Olmert's adviser lashes out at police

After PM grilled on Rishon Tours scandal, aide says police trying "to throw sand" into the public's eyes.

olmert worried 224.88 aj (photo credit: Ariel Jerozolimski [file])
olmert worried 224.88 aj
(photo credit: Ariel Jerozolimski [file])
Prime Minister Ehud Olmert underwent a ninth round of questioning by investigators from the National Fraud Unit at his Jerusalem residence on Friday morning. The two-hour session focused on completing the inquiry into the Rishon Tours affair, in which police say Olmert double-billed charities and a government ministry for the same airplane expenses, and misused funds to pay for personal family travel. Police have already recommended indicting the prime minister in the case. Following the interrogation, Olmert's media adviser, Amir Dan, slammed investigators, saying that instead of admitting they had "toppled a prime minister" on the basis of "a partial picture alone," they were trying to cover up their failures by "inventing" the completion of the inquiry. It was "an attempt to throw sand into the eyes of the public," Dan said.

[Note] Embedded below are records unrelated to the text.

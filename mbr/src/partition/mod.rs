//! Partition reader
//!
//! A [`Partition`] is a seekable, read-only view of one partition's byte range
//! in the backing store. Reads go through a private sector cache; the cursor
//! and the cache share one lock so a reader can be used from several threads.

pub mod cache;
pub mod sector;

pub use cache::SectorCache;
pub use sector::SectorData;

use alloc::sync::Arc;
use alloc::vec::Vec;

use log::{trace, warn};
use spin::RwLock;

use crate::error::{MbrError, Result};
use crate::io::{BackingStore, CancellationToken};
use crate::utils::sector::align_down;
use crate::volume::PartitionDescriptor;

/// Reference point for [`Partition::seek`]
#[derive(Debug, Clone, Copy, PartialEq, Eq)]
pub enum Whence {
    /// From the start of the partition
    Set,
    /// From the current offset
    Cur,
    /// From the end of the partition
    End,
}

struct ReaderState {
    offset: i64,
    cache: SectorCache,
}

/// Read-only view of one partition
pub struct Partition {
    descriptor: Arc<PartitionDescriptor>,
    store: Arc<dyn BackingStore>,
    abort: CancellationToken,
    bytes_per_sector: u32,
    volume_offset: i64,
    size: i64,
    state: RwLock<ReaderState>,
}

impl Partition {
    /// Create a reader over `descriptor`
    ///
    /// # Arguments
    /// * `descriptor` - Partition location, shared with the volume
    /// * `store` - Backing store holding the volume
    /// * `abort` - Cancellation token of the volume
    /// * `bytes_per_sector` - Sector size the chain was resolved with
    /// * `cache_capacity` - Number of sectors to cache
    pub fn new(
        descriptor: Arc<PartitionDescriptor>,
        store: Arc<dyn BackingStore>,
        abort: CancellationToken,
        bytes_per_sector: u32,
        cache_capacity: usize,
    ) -> Result<Self> {
        if bytes_per_sector == 0 {
            return Err(MbrError::InvalidArgument);
        }
        let volume_offset = descriptor.offset(bytes_per_sector)?;
        let size = i64::try_from(descriptor.size(bytes_per_sector))
            .map_err(|_| MbrError::OutOfBounds)?;
        volume_offset
            .checked_add(size)
            .ok_or(MbrError::OutOfBounds)?;

        Ok(Self {
            descriptor,
            store,
            abort,
            bytes_per_sector,
            volume_offset,
            size,
            state: RwLock::new(ReaderState {
                offset: 0,
                cache: SectorCache::new(cache_capacity),
            }),
        })
    }

    /// Read from the current offset, advancing it
    ///
    /// # Returns
    /// Bytes read; 0 at or past the end of the partition
    pub fn read(&self, buf: &mut [u8]) -> Result<usize> {
        let mut state = self.state.write();
        let start = state.offset;
        self.read_locked(&mut state, buf, start)
    }

    /// Read at `offset`, leaving the cursor after the bytes read
    ///
    /// Positioning and reading happen under one lock acquisition. A failed
    /// read leaves the cursor where it was.
    pub fn read_at(&self, buf: &mut [u8], offset: i64) -> Result<usize> {
        if offset < 0 {
            return Err(MbrError::OutOfBounds);
        }
        let mut state = self.state.write();
        self.read_locked(&mut state, buf, offset)
    }

    /// Move the cursor
    ///
    /// Offsets past the end are allowed; reads there return 0.
    ///
    /// # Returns
    /// The new offset
    pub fn seek(&self, offset: i64, whence: Whence) -> Result<i64> {
        let mut state = self.state.write();
        let base = match whence {
            Whence::Set => 0,
            Whence::Cur => state.offset,
            Whence::End => self.size,
        };
        let target = base.checked_add(offset).ok_or(MbrError::OutOfBounds)?;
        if target < 0 {
            return Err(MbrError::OutOfBounds);
        }
        state.offset = target;
        Ok(target)
    }

    /// Current offset within the partition
    pub fn offset(&self) -> i64 {
        self.state.read().offset
    }

    /// Partition size in bytes
    pub fn size(&self) -> u64 {
        // Validated non-negative in new()
        self.size as u64
    }

    /// Partition type byte
    pub fn partition_type(&self) -> u8 {
        self.descriptor.partition_type
    }

    /// Absolute byte offset of the partition in the backing store
    pub fn volume_offset(&self) -> i64 {
        self.volume_offset
    }

    /// Descriptor this reader was created from
    pub fn descriptor(&self) -> &PartitionDescriptor {
        &self.descriptor
    }

    /// Sector size used to locate the partition
    pub fn bytes_per_sector(&self) -> u32 {
        self.bytes_per_sector
    }

    /// Read from `start`; the cursor only moves once every sector was read
    fn read_locked(&self, state: &mut ReaderState, buf: &mut [u8], start: i64) -> Result<usize> {
        let requested = i64::try_from(buf.len()).map_err(|_| MbrError::ValueExceedsMaximum)?;
        if requested == 0 || start >= self.size {
            state.offset = start;
            return Ok(0);
        }

        let len = requested.min(self.size - start) as usize;
        let bytes_per_sector = i64::from(self.bytes_per_sector);

        let mut position = start;
        let mut done = 0usize;

        while done < len {
            // Non-negative: start was checked by the callers
            let range_start = align_down(position as u64, self.bytes_per_sector) as i64;
            let range_len = bytes_per_sector.min(self.size - range_start) as usize;
            let skip = (position - range_start) as usize;
            let key = self.volume_offset + range_start;

            let data = state
                .cache
                .get_or_insert_with(key, || self.load_range(key, range_len))?;

            let count = (data.len() - skip).min(len - done);
            buf[done..done + count].copy_from_slice(&data.as_bytes()[skip..skip + count]);

            done += count;
            position += count as i64;
        }

        state.offset = position;
        Ok(done)
    }

    fn load_range(&self, offset: i64, len: usize) -> Result<SectorData> {
        if self.abort.is_cancelled() {
            return Err(MbrError::Cancelled);
        }
        let store_offset = u64::try_from(offset).map_err(|_| MbrError::OutOfBounds)?;

        let mut bytes = Vec::new();
        bytes
            .try_reserve_exact(len)
            .map_err(|_| MbrError::InsufficientMemory)?;
        bytes.resize(len, 0);

        trace!("reading {} bytes at offset {}", len, store_offset);

        let read = self.store.read_at(&mut bytes, store_offset)?;
        if read != len {
            warn!(
                "short partition read at offset {}: {} of {} bytes",
                store_offset, read, len
            );
            return Err(MbrError::ReadFailed);
        }
        Ok(SectorData::new(bytes))
    }
}

impl core::fmt::Debug for Partition {
    fn fmt(&self, f: &mut core::fmt::Formatter<'_>) -> core::fmt::Result {
        f.debug_struct("Partition")
            .field("descriptor", &self.descriptor)
            .field("bytes_per_sector", &self.bytes_per_sector)
            .field("volume_offset", &self.volume_offset)
            .field("size", &self.size)
            .finish_non_exhaustive()
    }
}

#[cfg(feature = "std")]
impl std::io::Read for Partition {
    fn read(&mut self, buf: &mut [u8]) -> std::io::Result<usize> {
        Partition::read(self, buf).map_err(Into::into)
    }
}

#[cfg(feature = "std")]
impl std::io::Seek for Partition {
    fn seek(&mut self, pos: std::io::SeekFrom) -> std::io::Result<u64> {
        let (offset, whence) = match pos {
            std::io::SeekFrom::Start(offset) => (
                i64::try_from(offset).map_err(|_| std::io::Error::from(MbrError::OutOfBounds))?,
                Whence::Set,
            ),
            std::io::SeekFrom::Current(offset) => (offset, Whence::Cur),
            std::io::SeekFrom::End(offset) => (offset, Whence::End),
        };
        let target = Partition::seek(self, offset, whence)?;
        Ok(target as u64)
    }
}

In the previous Fraud Unit interrogation regarding the Rishon Tours case at Olmert's residence a month ago, the prime minister blasted investigators, telling them, "Just two weeks ago you recommended that I be indicted for a series of what you called 'severe offenses,' yet now you come back and open the case again?" Olmert is currently being investigated in six different cases of suspected fraud. Previous questioning sessions have mainly focused on the Rishon Tours case and the Talansky affair, in which the prime minister allegedly accepted illicit sums of cash from Long Island businessman Morris Talansky. Investigators had also been expected to focus Friday on Olmert's luxury apartment on Cremieux Street in Jerusalem's German Colony, which was purchased for below the market value while he served as mayor of Jerusalem. Olmert is suspected of receiving the low price as a bribe from the developer in exchange for cutting through municipal red tape. Also expected to arise was the so-called Investment Center scandal, which revolves around allegations that Olmert funneled approximately NIS 7.67 million to businesses run by an associate in the Likud central committee during his tenure as industry, trade and labor minister. Olmert has asserted his innocence in all of the cases.